Temos medidas de urgência a tomar agora e a nossa proposta é no pelouro da reabilitação urbana para que nas cidades grandes e médias se possa fazer uma reabilitação de casas e reduzir o peso do valor do aluguer da casa, devolver aos proprietários pobres condições para reabilitar as casas. Uma boa experiência que foi feita em França e noutros países europeus.
Na reabilitação criam-se postos de trabalho não muito qualificados...
E transitórios. É uma medida anti-crise.
A disputa bloquista é com o PS e o PSD
Existe ou não uma marcação partido a partido entre o PCP e o BE, tendo a consciência de que no dia em que se aproximarem do Governo perdem uma parte do eleitorado?
Eu não respondo pelo PCP. Não temos qualquer competição com o PCP. Isso seria total falta de visão. A nossa competição é com o PS e com o PSD. Temos diferenças de identidade, de projecto, de estratégia, de programa.
Os eleitores do BE são sobretudo jovens e os eleitores do PCP são mais idosos. Mas no país inteiro, onde o BE é a terceira força (no Algarve, todos os distritos a Norte do Tejo) o que o BE representa é o desafio político, que espero que seja o mais profundo, ao PS e também ao PSD. Esse é o nosso objectivo, a nossa disputa é essa e não nos apoucamos com outras disputas políticas. Chegar ao Governo é conseguir uma força social que nos não temos ainda.
Se esse é o vosso posicionamento não deveriam mudar de lugar na Assembleia?
Não. É um lugar histórico que temos, a nossa representação é ali.
A extrema-esquerda.
Não, a esquerda da Assembleia.
O lugar mais èsquerda da Assembleia.
É onde estamos e onde nos sentimos bem.
Há muitas pessoas do BE, ou que foram do BE, que vieram das três forças que deram origem ao Bloco. Duas delas, o PSR e UDP, mantêm a sua identidade, têm sites na Internet. No site do PSR, por exemplo, encontra-se relações com a IV Internacional. Porque é que esse relacionamento e essa identidade não são mais claras para o eleitorado?

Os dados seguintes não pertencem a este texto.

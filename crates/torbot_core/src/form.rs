use crate::{CoreError, Effect, Operation, RequestId};

/// Pending user input on the form.
#[derive(Debug, Clone, PartialEq, Eq, Default)]
pub struct FormState {
    pub operation: Operation,
    pub target_url: String,
}

#[derive(Debug, Clone, Copy, PartialEq, Eq, Default)]
pub enum FormPhase {
    #[default]
    Editing,
    /// A request is in flight; input is frozen until it resolves.
    Submitting { request_id: RequestId },
}

/// Owns the form input and decides when a submission reaches the network.
#[derive(Debug, Clone, PartialEq, Eq, Default)]
pub struct FormController {
    form: FormState,
    phase: FormPhase,
}

impl FormController {
    pub fn new() -> Self {
        Self::default()
    }

    pub fn form(&self) -> &FormState {
        &self.form
    }

    pub fn is_submitting(&self) -> bool {
        matches!(self.phase, FormPhase::Submitting { .. })
    }

    /// Replaces the target URL verbatim. Returns `false` when input is frozen
    /// or the value is unchanged.
    pub fn set_target_url(&mut self, text: impl Into<String>) -> bool {
        if self.is_submitting() {
            return false;
        }
        let text = text.into();
        if self.form.target_url == text {
            return false;
        }
        self.form.target_url = text;
        true
    }

    pub fn set_operation(&mut self, operation: Operation) -> bool {
        if self.is_submitting() || self.form.operation == operation {
            return false;
        }
        self.form.operation = operation;
        true
    }

    /// Selects an operation by its label. Unknown labels leave the form as is.
    pub fn select_operation(&mut self, label: &str) -> Result<bool, CoreError> {
        let operation = Operation::from_label(label)?;
        Ok(self.set_operation(operation))
    }

    /// Starts a submission under `request_id`.
    ///
    /// Returns the effect to run, or `None` when the operation is not backed
    /// by the service or a request is already in flight. In both cases the
    /// form is left untouched.
    pub fn submit(&mut self, request_id: RequestId) -> Option<Effect> {
        if self.is_submitting() || !self.form.operation.is_wired() {
            return None;
        }
        self.phase = FormPhase::Submitting { request_id };
        Some(Effect::SubmitRequest {
            request_id,
            operation: self.form.operation,
            website: self.form.target_url.clone(),
        })
    }

    /// Whether `request_id` is the request this form is waiting on.
    pub fn is_awaiting(&self, request_id: RequestId) -> bool {
        self.phase == FormPhase::Submitting { request_id }
    }

    /// Returns to editing after a failed request, keeping the input.
    pub(crate) fn finish_with_failure(&mut self) {
        self.phase = FormPhase::Editing;
    }
}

No BE há uma grande diversidade de opiniões. E há sensibilidades e correntes históricas que fazem parte de trajectórias políticas das pessoas. Eu represento o BE. Falo pelo BE, não falo por nenhuma sensibilidade. Porque o BE é, como tem sido e como os eleitores o conhecem muito bem, uma representação política.

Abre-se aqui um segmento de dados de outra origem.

use std::collections::HashSet;

use crate::FormController;

#[derive(Debug, Clone, PartialEq, Eq)]
pub struct LinkEntry {
    pub link: String,
    pub reachable: bool,
}

/// Links discovered by the service, each with its reachability flag.
///
/// Keys are unique and keep first-seen order. When the same link is reported
/// more than once, the first occurrence keeps both its position and its flag.
#[derive(Debug, Clone, PartialEq, Eq, Default)]
pub struct LinkResultSet {
    entries: Vec<LinkEntry>,
}

impl LinkResultSet {
    pub fn from_pairs<I, S>(pairs: I) -> Self
    where
        I: IntoIterator<Item = (S, bool)>,
        S: Into<String>,
    {
        let mut seen = HashSet::new();
        let mut entries = Vec::new();
        for (link, reachable) in pairs {
            let link = link.into();
            if seen.insert(link.clone()) {
                entries.push(LinkEntry { link, reachable });
            }
        }
        Self { entries }
    }

    pub fn len(&self) -> usize {
        self.entries.len()
    }

    pub fn is_empty(&self) -> bool {
        self.entries.is_empty()
    }

    pub fn iter(&self) -> impl Iterator<Item = &LinkEntry> {
        self.entries.iter()
    }

    pub fn get(&self, link: &str) -> Option<bool> {
        self.entries
            .iter()
            .find(|entry| entry.link == link)
            .map(|entry| entry.reachable)
    }

    pub fn reachable_count(&self) -> usize {
        self.entries.iter().filter(|entry| entry.reachable).count()
    }
}

/// Result of one submission, consumed by the view transition.
#[derive(Debug, Clone, PartialEq, Eq)]
pub enum RequestOutcome {
    Success(LinkResultSet),
    Failure(String),
}

#[derive(Debug, Clone, Copy, PartialEq, Eq)]
pub enum LinkClass {
    Good,
    Bad,
}

impl LinkClass {
    pub fn from_reachable(reachable: bool) -> Self {
        if reachable {
            LinkClass::Good
        } else {
            LinkClass::Bad
        }
    }

    pub fn as_str(self) -> &'static str {
        match self {
            LinkClass::Good => "good",
            LinkClass::Bad => "bad",
        }
    }
}

/// Read-only projection of a fetched result set.
#[derive(Debug, Clone, PartialEq, Eq)]
pub struct ResultsPresenter {
    links: LinkResultSet,
}

impl ResultsPresenter {
    pub fn new(links: LinkResultSet) -> Self {
        Self { links }
    }

    pub fn links(&self) -> &LinkResultSet {
        &self.links
    }

    pub fn render(&self) -> Vec<crate::ResultRow> {
        self.links
            .iter()
            .enumerate()
            .map(|(idx, entry)| crate::ResultRow {
                ordinal: idx + 1,
                link: entry.link.clone(),
                class: LinkClass::from_reachable(entry.reachable),
            })
            .collect()
    }

    /// Drops the result set and hands back a fresh form.
    pub fn go_back(self) -> FormController {
        FormController::new()
    }
}

#[cfg(test)]
mod tests {
    use super::*;

    #[test]
    fn duplicates_keep_first_position_and_flag() {
        let set = LinkResultSet::from_pairs([
            ("http://a.com", true),
            ("http://b.com", false),
            ("http://a.com", false),
        ]);
        assert_eq!(set.len(), 2);
        assert_eq!(set.get("http://a.com"), Some(true));
        let links: Vec<_> = set.iter().map(|e| e.link.as_str()).collect();
        assert_eq!(links, vec!["http://a.com", "http://b.com"]);
    }

    #[test]
    fn render_numbers_rows_from_one() {
        let presenter = ResultsPresenter::new(LinkResultSet::from_pairs([
            ("http://z.com", false),
            ("http://a.com", true),
        ]));
        let rows = presenter.render();
        assert_eq!(rows[0].ordinal, 1);
        assert_eq!(rows[0].link, "http://z.com");
        assert_eq!(rows[0].class, LinkClass::Bad);
        assert_eq!(rows[1].ordinal, 2);
        assert_eq!(rows[1].class.as_str(), "good");
    }
}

Mas não deixou de ter relações ao mais alto nível na IV Internacional.
Eu tenho as opiniões que tinha desde os 15 anos. O meu trabalho político todas as pessoas conhecem. Sou dirigente do BE, não faço parte de outros órgãos de direcção. Não faço parte de nenhuma outra estrutura política. O BE tem a confiança de pessoas que nunca pertenceram a outros partidos e essas pessoas têm toda a força e toda a capacidade dentro do Bloco porque determinam. Será sempre um movimento plural.
Desde os 15 anos até hoje não tem a mesma identidade na plataforma do Bloco.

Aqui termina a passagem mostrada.